Bug #8344
closedUpstart scripts silently fail when asok missing
0%
Description
In situations like Issue 7188, the admin socket can be lost from /var/run/ceph/ceph-<daemon>.<name>.asok. When this happens, the Upstart (and possibly sysvinit) scripts do not properly stop or restart ceph daemons.
root@node1:~# ls /var/run/ceph
total 0
drwxr-xr-x 2 root root 100 May 13 18:55 .
drwxr-xr-x 22 root root 860 May 13 18:33 ..

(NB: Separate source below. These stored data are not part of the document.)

use chrono::{DateTime, Utc};
use serde::{Deserialize, Serialize};
use strum::{Display, EnumString};
use uuid::Uuid;

/// Lifecycle state of an analysis job.
///
/// `Completed` and `Failed` are terminal: nothing transitions out of
/// them except an explicit reprocess, which resets to `Pending`.
#[derive(Debug, Clone, Copy, Serialize, Deserialize, EnumString, Display, PartialEq, Eq)]
#[serde(rename_all = "snake_case")]
#[strum(serialize_all = "snake_case")]
pub enum JobStatus {
    Pending,
    Processing,
    Completed,
    Failed,
}

impl JobStatus {
    pub fn is_terminal(self) -> bool {
        matches!(self, JobStatus::Completed | JobStatus::Failed)
    }
}

/// One unit of asynchronous image-analysis work.
///
/// Invariants enforced by the store's write paths: `result` is set iff
/// `status == Completed`, `error_message` is set iff `status == Failed`,
/// and `completed_at`/`processing_time` are stamped exactly once at the
/// transition into a terminal state.
#[derive(Debug, Clone, Serialize, Deserialize)]
pub struct AnalysisJob {
    pub id: Uuid,
    /// Canonical (upper-cased) asset tag, if one was supplied at submission.
    pub asset_tag: Option<String>,
    pub image_path: String,
    pub original_filename: Option<String>,
    pub status: JobStatus,
    pub result: Option<serde_json::Value>,
    pub error_message: Option<String>,
    pub confidence_score: Option<f64>,
    pub created_at: DateTime<Utc>,
    pub completed_at: Option<DateTime<Utc>>,
    /// Wall-clock processing duration in fractional seconds.
    pub processing_time: Option<f64>,
}

#[cfg(test)]
mod tests {
    use super::*;

    #[test]
    fn status_round_trips_through_snake_case() {
        for status in [
            JobStatus::Pending,
            JobStatus::Processing,
            JobStatus::Completed,
            JobStatus::Failed,
        ] {
            let text = status.to_string();
            assert_eq!(text, text.to_lowercase());
            assert_eq!(text.parse::<JobStatus>().unwrap(), status);
        }
    }

    #[test]
    fn only_completed_and_failed_are_terminal() {
        assert!(!JobStatus::Pending.is_terminal());
        assert!(!JobStatus::Processing.is_terminal());
        assert!(JobStatus::Completed.is_terminal());
        assert!(JobStatus::Failed.is_terminal());
    }
}
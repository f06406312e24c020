use core::convert::TryFrom;
use core::time::Duration;

use log::*;

use crate::hardware::Clock;
use crate::timer::{RateTimer, TimerError};

/// An 8-bit register counting down to zero at a fixed rate.
///
/// This is how the interpreter's delay and sound timers behave: once loaded
/// with a non-zero value they decrement once per tick until they reach zero.
pub struct Countdown<C> {
    timer: RateTimer<C>,
    value: u8,
}

impl<C: Clock> Countdown<C> {
    /// Create a countdown holding zero.
    pub fn new(clock: C, period: Duration) -> Result<Self, TimerError> {
        Ok(Self {
            timer: RateTimer::new(clock, period)?,
            value: 0,
        })
    }

    /// Load the register.
    pub fn load(&mut self, value: u8) {
        debug!("Countdown load: {}", value);
        self.value = value;
    }

    /// The current register value.
    pub fn value(&self) -> u8 {
        self.value
    }

    /// Whether the register is still counting.
    pub fn is_active(&self) -> bool {
        self.value != 0
    }

    /// Apply the ticks elapsed since the last update and return the new value.
    pub fn update(&mut self) -> u8 {
        let ticks = u8::try_from(self.timer.ticks_elapsed()).unwrap_or(u8::MAX);
        self.value = self.value.saturating_sub(ticks);
        self.value
    }
}
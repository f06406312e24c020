use core::fmt::Display;

use log::*;

use crate::hardware::ErrorIndicator;

/// Tell the user the interpreter hit an unrecoverable fault.
///
/// The details only go to the log; the indicator just becomes visible.
pub fn report_fault(indicator: &mut impl ErrorIndicator, fault: &dyn Display) {
    error!("Interpreter fault: {}", fault);
    indicator.reveal();
}
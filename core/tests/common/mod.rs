#![allow(dead_code)]

use std::{cell::Cell, rc::Rc};

/// Clock driven by the test, in microseconds.
#[derive(Clone, Default)]
pub struct ManualClock(Rc<Cell<u64>>);

impl ManualClock {
    pub fn at(time: u64) -> Self {
        Self(Rc::new(Cell::new(time)))
    }

    pub fn set(&self, time: u64) {
        self.0.set(time);
    }

    pub fn advance(&self, by: u64) {
        self.0.set(self.0.get() + by);
    }
}

impl chip8_host::Clock for ManualClock {
    fn clock(&self) -> u64 {
        self.0.get()
    }
}

pub const MS: u64 = 1000;

pub fn init_logger() {
    let _ = env_logger::builder().is_test(true).try_init();
}
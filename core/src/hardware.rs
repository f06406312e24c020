/// The kind of a host key notification.
#[derive(Clone, Copy, Debug, PartialEq, Eq, Hash)]
pub enum KeyEventKind {
    /// The physical key went down.
    Press,
    /// The physical key went up.
    Release,
}

/// A single notification from the host input layer.
///
/// `code` is the host's physical key identifier, named like the DOM's
/// `KeyboardEvent.code` (`"Digit1"`, `"KeyQ"`, ...).
#[derive(Clone, Copy, Debug, PartialEq, Eq)]
pub struct KeyEvent<'a> {
    /// Press or release.
    pub kind: KeyEventKind,
    /// Physical key identifier.
    pub code: &'a str,
}

impl<'a> KeyEvent<'a> {
    /// Create a press notification.
    pub fn press(code: &'a str) -> Self {
        Self {
            kind: KeyEventKind::Press,
            code,
        }
    }

    /// Create a release notification.
    pub fn release(code: &'a str) -> Self {
        Self {
            kind: KeyEventKind::Release,
            code,
        }
    }
}

/// The interface to abstract the OS-specific clock.
///
/// The users of this library need to implement this trait for the timers.
pub trait Clock {
    /// Clock source used by the timers.
    /// The return value is a timestamp in microseconds.
    fn clock(&self) -> u64;
}

impl<C: Clock + ?Sized> Clock for &C {
    fn clock(&self) -> u64 {
        (**self).clock()
    }
}

/// Subscription to the host's key notifications.
///
/// The host adapter implements this and hands it to the keypad, which drains
/// it whenever it's synced.
pub trait KeySource {
    /// Return the next pending notification, or `None` once drained.
    fn next_event(&mut self) -> Option<KeyEvent<'_>>;
}

impl<S: KeySource + ?Sized> KeySource for &mut S {
    fn next_event(&mut self) -> Option<KeyEvent<'_>> {
        (**self).next_event()
    }
}

/// A hidden error indicator the host can reveal to the user.
pub trait ErrorIndicator {
    /// Make the indicator visible.
    fn reveal(&mut self);
}
//!
//! `chip8-host` is a no-std library providing the host devices a Chip-8 interpreter polls:
//! the 16-key hexadecimal keypad and the 60Hz delay and sound timers.
//!
//! The users of this library implement [`Clock`][] and [`KeySource`][], which abstract
//! the OS-specific clock and input layer. Once they're implemented, the devices work.
//!
//! The following code implements both with a system clock and a canned list of key events.
//!
//! ```rust
//! use chip8_host::{Config, HexKey, KeyEvent, KeySource, System};
//!
//! #[derive(Clone)]
//! struct Clock;
//!
//! impl chip8_host::Clock for Clock {
//!     fn clock(&self) -> u64 {
//!         let epoch = std::time::SystemTime::now()
//!             .duration_since(std::time::UNIX_EPOCH)
//!             .expect("Couldn't get epoch");
//!         epoch.as_micros() as u64
//!     }
//! }
//!
//! struct Input(Vec<KeyEvent<'static>>);
//!
//! impl KeySource for Input {
//!     fn next_event(&mut self) -> Option<KeyEvent<'_>> {
//!         if self.0.is_empty() {
//!             None
//!         } else {
//!             Some(self.0.remove(0))
//!         }
//!     }
//! }
//!
//! let input = Input(vec![KeyEvent::press("KeyW"), KeyEvent::press("KeyQ")]);
//!
//! let mut sys = System::new(Config::new(), input, Clock).expect("Invalid timer period");
//!
//! sys.delay_mut().load(60);
//! sys.poll();
//!
//! assert_eq!(sys.keypad().current_key(), HexKey::new(5));
//! assert!(sys.delay().value() <= 60);
//! ```

#![no_std]

mod countdown;
mod fault;
mod keypad;
mod queue;
mod system;
mod timer;

/// Hardware interface, which abstracts OS-specific functions.
pub mod hardware;

/// Mapping from physical key identifiers to keypad keys.
pub mod keymap;

pub use crate::countdown::Countdown;
pub use crate::fault::report_fault;
pub use crate::hardware::{Clock, ErrorIndicator, KeyEvent, KeyEventKind, KeySource};
pub use crate::keymap::HexKey;
pub use crate::keypad::{HexKeyboard, Keypad, KeypadController};
pub use crate::queue::{EventQueue, EVENT_QUEUE_SIZE};
pub use crate::system::{Config, System};
pub use crate::timer::{RateTimer, TimerError, CHIP8_TIMER_PERIOD};
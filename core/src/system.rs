use core::time::Duration;

use log::*;

use crate::countdown::Countdown;
use crate::hardware::{Clock, KeySource};
use crate::keypad::KeypadController;
use crate::timer::{TimerError, CHIP8_TIMER_PERIOD};

/// Configuration of the host devices.
#[derive(Clone, Debug)]
pub struct Config {
    /// Period of the delay and sound timers.
    pub(crate) timer_period: Duration,
}

impl Default for Config {
    fn default() -> Self {
        Self::new()
    }
}

impl Config {
    /// Create the default configuration.
    pub fn new() -> Self {
        Self {
            timer_period: CHIP8_TIMER_PERIOD,
        }
    }

    /// Set the period of the delay and sound timers.
    pub fn timer_period(mut self, period: Duration) -> Self {
        self.timer_period = period;
        self
    }
}

/// The host devices of one emulation session.
pub struct System<S, C> {
    keypad: KeypadController<S>,
    delay: Countdown<C>,
    sound: Countdown<C>,
}

impl<S: KeySource, C: Clock + Clone> System<S, C> {
    /// Subscribe the keypad to `source` and start both timers on `clock`.
    pub fn new(cfg: Config, source: S, clock: C) -> Result<Self, TimerError> {
        info!("Initializing...");

        let delay = Countdown::new(clock.clone(), cfg.timer_period)?;
        let sound = Countdown::new(clock, cfg.timer_period)?;

        Ok(Self {
            keypad: KeypadController::new(source),
            delay,
            sound,
        })
    }

    /// Run once per frame: sync the keypad, then count both timers down.
    pub fn poll(&mut self) {
        self.keypad.sync();
        self.delay.update();
        self.sound.update();
    }

    /// The keypad.
    pub fn keypad(&self) -> &KeypadController<S> {
        &self.keypad
    }

    /// The keypad, mutably.
    pub fn keypad_mut(&mut self) -> &mut KeypadController<S> {
        &mut self.keypad
    }

    /// The delay timer.
    pub fn delay(&self) -> &Countdown<C> {
        &self.delay
    }

    /// The delay timer, mutably.
    pub fn delay_mut(&mut self) -> &mut Countdown<C> {
        &mut self.delay
    }

    /// The sound timer. The tone plays while it's active.
    pub fn sound(&self) -> &Countdown<C> {
        &self.sound
    }

    /// The sound timer, mutably.
    pub fn sound_mut(&mut self) -> &mut Countdown<C> {
        &mut self.sound
    }
}
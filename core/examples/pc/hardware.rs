use log::*;
use minifb::{Key, Scale, Window, WindowOptions};
use std::collections::HashSet;
use std::time::{SystemTime, UNIX_EPOCH};

use chip8_host::{ErrorIndicator, EventQueue, KeyEvent};

pub const WIDTH: usize = 64;
pub const HEIGHT: usize = 32;

#[derive(Clone)]
pub struct SystemClock;

impl chip8_host::Clock for SystemClock {
    fn clock(&self) -> u64 {
        let epoch = SystemTime::now()
            .duration_since(UNIX_EPOCH)
            .expect("Couldn't get epoch");
        epoch.as_micros() as u64
    }
}

fn code(key: Key) -> Option<&'static str> {
    let code = match key {
        Key::Key1 => "Digit1",
        Key::Key2 => "Digit2",
        Key::Key3 => "Digit3",
        Key::Key4 => "Digit4",
        Key::Q => "KeyQ",
        Key::W => "KeyW",
        Key::E => "KeyE",
        Key::R => "KeyR",
        Key::A => "KeyA",
        Key::S => "KeyS",
        Key::D => "KeyD",
        Key::F => "KeyF",
        Key::Z => "KeyZ",
        Key::X => "KeyX",
        Key::C => "KeyC",
        Key::V => "KeyV",
        Key::Escape => "Escape",
        _ => return None,
    };
    Some(code)
}

pub struct Gui {
    window: Window,
    held: HashSet<&'static str>,
    escape: bool,
}

impl Gui {
    pub fn new() -> Self {
        let window = match Window::new(
            "Chip-8 keypad",
            WIDTH,
            HEIGHT,
            WindowOptions {
                resize: false,
                scale: Scale::X8,
                ..WindowOptions::default()
            },
        ) {
            Ok(win) => win,
            Err(err) => {
                panic!("Unable to create window {}", err);
            }
        };

        Self {
            window,
            held: HashSet::new(),
            escape: false,
        }
    }

    pub fn sched(&self) -> bool {
        self.window.is_open() && !self.escape
    }

    /// Diff the window's key state against the last frame into notifications.
    pub fn keyupdate(&mut self, queue: &mut EventQueue) {
        let now: HashSet<&'static str> = self
            .window
            .get_keys()
            .unwrap_or_default()
            .into_iter()
            .filter_map(code)
            .collect();

        if now.contains("Escape") {
            self.escape = true;
            return;
        }

        for &released in self.held.difference(&now) {
            queue.push(KeyEvent::release(released));
        }
        for &pressed in now.difference(&self.held) {
            queue.push(KeyEvent::press(pressed));
        }

        self.held = now;
    }

    pub fn vramupdate(&mut self, vram: &[u32]) -> Result<(), String> {
        self.window
            .update_with_buffer(vram)
            .map_err(|e| e.to_string())
    }
}

/// Paints the whole screen red once revealed.
#[derive(Default)]
pub struct ErrorCard {
    pub visible: bool,
}

impl ErrorIndicator for ErrorCard {
    fn reveal(&mut self) {
        warn!("Showing error card");
        self.visible = true;
    }
}
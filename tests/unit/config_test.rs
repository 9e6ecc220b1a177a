//! Unit tests for configuration loading and saving.

use pretty_assertions::assert_eq;
use std::time::Duration;
use tempfile::tempdir;
use wattspeed::storage::config::{
    load_config_from, save_config_to, AppConfig, ConfigError, PowerSegment,
};

#[test]
fn test_missing_file_yields_defaults() {
    let dir = tempdir().unwrap();
    let config = load_config_from(&dir.path().join("config.toml")).unwrap();

    assert_eq!(config.simulation.update_interval(), Duration::from_millis(500));
    assert_eq!(config.device.scan_interval(), Duration::from_secs(1));
    assert_eq!(config.demo.total_duration_secs(), 38.0);
}

#[test]
fn test_save_and_load() {
    let dir = tempdir().unwrap();
    let path = dir.path().join("nested").join("config.toml");

    let mut config = AppConfig::default();
    config.simulation.update_interval_ms = 250;
    config.simulation.bike_mass_kg = 7.5;
    config.demo.segments = vec![PowerSegment {
        duration_secs: 4.0,
        watts: 320.0,
    }];

    save_config_to(&config, &path).unwrap();
    let loaded = load_config_from(&path).unwrap();

    assert_eq!(loaded.simulation, config.simulation);
    assert_eq!(loaded.demo, config.demo);
    assert_eq!(loaded.simulation.physics().bike_mass_kg, 7.5);
}

#[test]
fn test_partial_file_fills_defaults() {
    let dir = tempdir().unwrap();
    let path = dir.path().join("config.toml");
    std::fs::write(&path, "[simulation]\nupdate_interval_ms = 1000\n").unwrap();

    let config = load_config_from(&path).unwrap();

    assert_eq!(config.simulation.update_interval(), Duration::from_secs(1));
    assert_eq!(config.simulation.max_acceleration, 5.0);
    assert_eq!(config.device.host_connection_grace_ms, 1000);
}

#[test]
fn test_invalid_file_is_parse_error() {
    let dir = tempdir().unwrap();
    let path = dir.path().join("config.toml");
    std::fs::write(&path, "[simulation\nbroken").unwrap();

    let result = load_config_from(&path);
    assert!(matches!(result, Err(ConfigError::ParseError(_))));
}
//! Application configuration.
//!
//! Loaded from `config.toml` in the application data directory; a missing
//! file yields the defaults, which reproduce the reference sensor behaviour.

use crate::simulation::physics::{
    PhysicsParams, AIR_DENSITY, BIKE_MASS, COASTING_DECELERATION, DEFAULT_CDA, DEFAULT_CRR,
    GRAVITY, MAX_ACCELERATION,
};
use crate::simulation::simulator::UPDATE_INTERVAL;
use serde::{Deserialize, Serialize};
use std::path::{Path, PathBuf};
use std::time::Duration;

/// Application configuration.
#[derive(Debug, Clone, Serialize, Deserialize)]
#[serde(default)]
pub struct AppConfig {
    /// Application version
    pub version: String,
    /// Data directory path
    #[serde(skip)]
    pub data_dir: PathBuf,
    /// Simulation settings
    pub simulation: SimulationSettings,
    /// Device settings
    pub device: DeviceSettings,
    /// Headless runner script
    pub demo: DemoSettings,
}

impl Default for AppConfig {
    fn default() -> Self {
        Self {
            version: env!("CARGO_PKG_VERSION").to_string(),
            data_dir: PathBuf::new(),
            simulation: SimulationSettings::default(),
            device: DeviceSettings::default(),
            demo: DemoSettings::default(),
        }
    }
}

/// Simulation-related settings.
#[derive(Debug, Clone, PartialEq, Serialize, Deserialize)]
#[serde(default)]
pub struct SimulationSettings {
    /// Tick interval in milliseconds
    pub update_interval_ms: u64,
    /// Acceleration bound in m/s²
    pub max_acceleration: f64,
    /// Seconds without positive power before coasting applies
    pub coasting_threshold_secs: f64,
    /// Coasting deceleration in m/s²
    pub coasting_deceleration: f64,
    /// Air density in kg/m³
    pub air_density: f64,
    /// Gravity in m/s²
    pub gravity: f64,
    /// Rolling resistance coefficient
    pub rolling_resistance: f64,
    /// Drag area (CdA) in m²
    pub drag_area: f64,
    /// Bike mass in kg
    pub bike_mass_kg: f64,
}

impl Default for SimulationSettings {
    fn default() -> Self {
        Self {
            update_interval_ms: UPDATE_INTERVAL.as_millis() as u64,
            max_acceleration: MAX_ACCELERATION,
            coasting_threshold_secs: 3.0,
            coasting_deceleration: COASTING_DECELERATION,
            air_density: AIR_DENSITY,
            gravity: GRAVITY,
            rolling_resistance: DEFAULT_CRR,
            drag_area: DEFAULT_CDA,
            bike_mass_kg: BIKE_MASS,
        }
    }
}

impl SimulationSettings {
    /// Tick interval; a zero interval falls back to the default.
    pub fn update_interval(&self) -> Duration {
        if self.update_interval_ms == 0 {
            UPDATE_INTERVAL
        } else {
            Duration::from_millis(self.update_interval_ms)
        }
    }

    /// Model parameters for the simulator.
    pub fn physics(&self) -> PhysicsParams {
        let defaults = PhysicsParams::default();
        let coasting_threshold = Duration::try_from_secs_f64(self.coasting_threshold_secs)
            .unwrap_or(defaults.coasting_threshold);

        PhysicsParams {
            air_density: self.air_density,
            gravity: self.gravity,
            crr: self.rolling_resistance,
            cda: self.drag_area,
            bike_mass_kg: self.bike_mass_kg,
            max_acceleration: self.max_acceleration,
            coasting_threshold,
            coasting_deceleration: self.coasting_deceleration,
        }
    }
}

/// Device-related settings.
#[derive(Debug, Clone, PartialEq, Serialize, Deserialize)]
#[serde(default)]
pub struct DeviceSettings {
    /// Period of the discovery broadcast in milliseconds
    pub scan_interval_ms: u64,
    /// How long the status model waits for the host before reporting it missing
    pub host_connection_grace_ms: u64,
}

impl Default for DeviceSettings {
    fn default() -> Self {
        Self {
            scan_interval_ms: 1_000,
            host_connection_grace_ms: 1_000,
        }
    }
}

impl DeviceSettings {
    /// Discovery broadcast period.
    pub fn scan_interval(&self) -> Duration {
        Duration::from_millis(self.scan_interval_ms.max(1))
    }

    /// Grace period before the host counts as not connected.
    pub fn host_connection_grace(&self) -> Duration {
        Duration::from_millis(self.host_connection_grace_ms)
    }
}

/// One segment of the scripted power profile.
#[derive(Debug, Clone, PartialEq, Serialize, Deserialize)]
pub struct PowerSegment {
    /// Segment length in seconds
    pub duration_secs: f64,
    /// Power held during the segment, watts
    pub watts: f64,
}

/// Script replayed by the headless runner.
#[derive(Debug, Clone, PartialEq, Serialize, Deserialize)]
#[serde(default)]
pub struct DemoSettings {
    /// Rider weight in kg
    pub rider_weight_kg: f64,
    /// Ride profile name
    pub profile_name: String,
    /// Whether the ride profile is indoor
    pub indoor: bool,
    /// Power segments in order
    pub segments: Vec<PowerSegment>,
}

impl Default for DemoSettings {
    fn default() -> Self {
        Self {
            rider_weight_kg: 75.0,
            profile_name: "Indoor".to_string(),
            indoor: true,
            segments: vec![
                PowerSegment {
                    duration_secs: 10.0,
                    watts: 150.0,
                },
                PowerSegment {
                    duration_secs: 20.0,
                    watts: 250.0,
                },
                PowerSegment {
                    duration_secs: 8.0,
                    watts: 0.0,
                },
            ],
        }
    }
}

impl DemoSettings {
    /// Total scripted duration in seconds.
    pub fn total_duration_secs(&self) -> f64 {
        self.segments
            .iter()
            .map(|s| s.duration_secs.max(0.0))
            .sum()
    }
}

/// Get the application data directory.
pub fn get_data_dir() -> PathBuf {
    directories::ProjectDirs::from("com", "wattspeed", "WattSpeed")
        .map(|dirs| dirs.data_dir().to_path_buf())
        .unwrap_or_else(|| PathBuf::from("."))
}

/// Get the configuration file path.
pub fn get_config_path() -> PathBuf {
    get_data_dir().join("config.toml")
}

/// Load application configuration from the default location.
pub fn load_config() -> Result<AppConfig, ConfigError> {
    let mut config = load_config_from(&get_config_path())?;
    config.data_dir = get_data_dir();
    Ok(config)
}

/// Load application configuration from a file; a missing file yields defaults.
pub fn load_config_from(path: &Path) -> Result<AppConfig, ConfigError> {
    if !path.exists() {
        tracing::debug!("No config at {}, using defaults", path.display());
        return Ok(AppConfig::default());
    }

    let content = std::fs::read_to_string(path).map_err(|e| ConfigError::IoError(e.to_string()))?;

    toml::from_str(&content).map_err(|e| ConfigError::ParseError(e.to_string()))
}

/// Save application configuration to the default location.
pub fn save_config(config: &AppConfig) -> Result<(), ConfigError> {
    save_config_to(config, &get_config_path())
}

/// Save application configuration to a file.
pub fn save_config_to(config: &AppConfig, path: &Path) -> Result<(), ConfigError> {
    // Ensure parent directory exists
    if let Some(parent) = path.parent() {
        std::fs::create_dir_all(parent).map_err(|e| ConfigError::IoError(e.to_string()))?;
    }

    let content =
        toml::to_string_pretty(config).map_err(|e| ConfigError::SerializeError(e.to_string()))?;

    std::fs::write(path, content).map_err(|e| ConfigError::IoError(e.to_string()))?;

    Ok(())
}

/// Configuration errors.
#[derive(Debug, thiserror::Error)]
pub enum ConfigError {
    #[error("IO error: {0}")]
    IoError(String),

    #[error("Parse error: {0}")]
    ParseError(String),

    #[error("Serialize error: {0}")]
    SerializeError(String),
}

srwxr-xr-x 1 root root 0 May 13 18:55 ceph-mon.node1.asok
srwxr-xr-x 1 root root 0 May 13 18:55 ceph-osd.0.asok
srwxr-xr-x 1 root root 0 May 13 18:55 ceph-osd.1.asok
root@node1:~# ps -ef | grep ceph-mon
root 4679 1 0 18:55 ? 00:00:00 /bin/sh -e -c /usr/bin/ceph-mon --cluster="${cluster:-ceph}" -i "$id" -f /bin/sh
root 4680 4679 0 18:55 ? 00:00:05 /usr/bin/ceph-mon --cluster=ceph -i node1 -f
root 17116 29198 0 19:38 pts/0 00:00:00 grep --color=auto ceph-mon
root@node1:~# logrotate --force /etc/logrotate.d/ceph
root@node1:~# ls /var/run/ceph
total 0
drwxr-xr-x 2 root root 80 May 13 19:39 .
drwxr-xr-x 22 root root 860 May 13 18:33 ..
srwxr-xr-x 1 root root 0 May 13 18:55 ceph-osd.0.asok
srwxr-xr-x 1 root root 0 May 13 18:55 ceph-osd.1.asok
root@node1:~# ps -ef | grep ceph-mon
root 4680 1 0 18:55 ? 00:00:05 /usr/bin/ceph-mon --cluster=ceph -i node1 -f
root 17329 29198 0 19:39 pts/0 00:00:00 grep --color=auto ceph-mon
root@node1:~# stop ceph-all
ceph-all stop/waiting
root@node1:~# ps -ef | grep ceph-mon
root 4680 1 0 18:55 ? 00:00:05 /usr/bin/ceph-mon --cluster=ceph -i node1 -f
root 17416 29198 0 19:39 pts/0 00:00:00 grep --color=auto ceph-mon
root@node1:~# restart ceph-all
restart: Unknown instance:
root@node1:~# ps -ef | grep ceph-mon
root 4680 1 0 18:55 ? 00:00:05 /usr/bin/ceph-mon --cluster=ceph -i node1 -f
root 17491 29198 0 19:39 pts/0 00:00:00 grep --color=auto ceph-mon
root@node1:~# start ceph-all
ceph-all start/running
root@node1:~# ps -ef | grep ceph-mon
root 4680 1 0 18:55 ? 00:00:05 /usr/bin/ceph-mon --cluster=ceph -i node1 -f
root 17833 29198 0 19:40 pts/0 00:00:00 grep --color=auto ceph-mon
root@node1:~# ls /var/run/ceph
total 0
drwxr-xr-x 2 root root 80 May 13 19:39 .
drwxr-xr-x 22 root root 860 May 13 18:33 ..
srwxr-xr-x 1 root root 0 May 13 19:39 ceph-osd.0.asok
srwxr-xr-x 1 root root 0 May 13 19:39 ceph-osd.1.asok
Ideally, the upstart scripts would work without an asok present to stop/restart the daemon. Or, at least throw some output to notify the operator of an issue in need of manual intervention.